>>>>>

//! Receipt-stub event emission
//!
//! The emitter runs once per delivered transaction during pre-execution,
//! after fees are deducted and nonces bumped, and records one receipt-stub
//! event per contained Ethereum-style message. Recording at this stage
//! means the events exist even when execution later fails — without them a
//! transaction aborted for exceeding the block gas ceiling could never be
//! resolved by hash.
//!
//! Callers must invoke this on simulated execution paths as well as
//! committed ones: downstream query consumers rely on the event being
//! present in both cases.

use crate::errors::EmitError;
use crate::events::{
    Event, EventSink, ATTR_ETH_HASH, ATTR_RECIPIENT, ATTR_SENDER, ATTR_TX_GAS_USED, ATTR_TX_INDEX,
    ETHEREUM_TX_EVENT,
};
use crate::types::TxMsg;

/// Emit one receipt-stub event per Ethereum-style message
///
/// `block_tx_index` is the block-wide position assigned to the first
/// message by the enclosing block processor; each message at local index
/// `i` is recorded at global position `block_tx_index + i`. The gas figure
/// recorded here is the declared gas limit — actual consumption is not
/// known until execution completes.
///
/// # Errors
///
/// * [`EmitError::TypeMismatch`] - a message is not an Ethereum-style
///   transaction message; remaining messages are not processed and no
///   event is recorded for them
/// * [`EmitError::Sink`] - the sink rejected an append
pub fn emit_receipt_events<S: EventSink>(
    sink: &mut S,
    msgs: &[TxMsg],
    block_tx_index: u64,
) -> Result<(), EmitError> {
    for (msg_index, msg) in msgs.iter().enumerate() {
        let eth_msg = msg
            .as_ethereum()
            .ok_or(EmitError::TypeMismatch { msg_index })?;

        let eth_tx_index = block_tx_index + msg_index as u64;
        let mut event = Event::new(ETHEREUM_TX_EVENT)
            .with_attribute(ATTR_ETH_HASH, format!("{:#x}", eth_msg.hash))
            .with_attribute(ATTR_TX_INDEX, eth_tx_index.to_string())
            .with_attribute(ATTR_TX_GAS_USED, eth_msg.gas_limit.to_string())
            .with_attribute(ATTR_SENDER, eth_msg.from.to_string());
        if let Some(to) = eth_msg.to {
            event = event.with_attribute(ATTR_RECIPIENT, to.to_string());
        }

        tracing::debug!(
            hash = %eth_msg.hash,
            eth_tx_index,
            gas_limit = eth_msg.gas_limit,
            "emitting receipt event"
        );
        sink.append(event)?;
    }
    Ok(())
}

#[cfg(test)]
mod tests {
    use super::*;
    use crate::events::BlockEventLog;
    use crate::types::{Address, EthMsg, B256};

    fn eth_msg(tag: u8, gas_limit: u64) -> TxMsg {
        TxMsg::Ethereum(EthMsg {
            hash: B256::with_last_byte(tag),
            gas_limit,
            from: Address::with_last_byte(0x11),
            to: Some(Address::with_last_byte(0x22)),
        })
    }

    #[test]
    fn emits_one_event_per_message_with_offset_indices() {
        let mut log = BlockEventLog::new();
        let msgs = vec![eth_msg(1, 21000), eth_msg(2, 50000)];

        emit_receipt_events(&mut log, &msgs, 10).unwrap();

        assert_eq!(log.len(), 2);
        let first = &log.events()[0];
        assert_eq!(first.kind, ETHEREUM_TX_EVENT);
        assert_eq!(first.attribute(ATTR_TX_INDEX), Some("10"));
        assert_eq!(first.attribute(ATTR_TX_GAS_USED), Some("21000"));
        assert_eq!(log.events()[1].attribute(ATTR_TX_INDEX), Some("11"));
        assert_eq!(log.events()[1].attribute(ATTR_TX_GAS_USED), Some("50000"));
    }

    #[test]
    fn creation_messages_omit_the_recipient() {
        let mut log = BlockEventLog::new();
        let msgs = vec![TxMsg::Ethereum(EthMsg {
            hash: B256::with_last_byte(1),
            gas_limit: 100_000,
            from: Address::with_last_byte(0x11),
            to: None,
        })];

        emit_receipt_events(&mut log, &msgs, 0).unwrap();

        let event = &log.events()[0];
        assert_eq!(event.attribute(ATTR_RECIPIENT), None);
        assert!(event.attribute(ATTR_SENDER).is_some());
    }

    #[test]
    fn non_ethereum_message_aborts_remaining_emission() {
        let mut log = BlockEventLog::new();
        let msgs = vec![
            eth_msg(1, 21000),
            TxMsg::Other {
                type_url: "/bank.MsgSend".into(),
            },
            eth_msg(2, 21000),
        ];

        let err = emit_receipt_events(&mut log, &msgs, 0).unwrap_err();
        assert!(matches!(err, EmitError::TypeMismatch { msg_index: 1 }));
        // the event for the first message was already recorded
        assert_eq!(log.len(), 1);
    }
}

<<<<<

- [Aim of the exercise]:
Using the material above, return each line in which the word "types" occurs.

- [Completed exercise]:
use crate::types::TxMsg;
    use crate::types::{Address, EthMsg, B256};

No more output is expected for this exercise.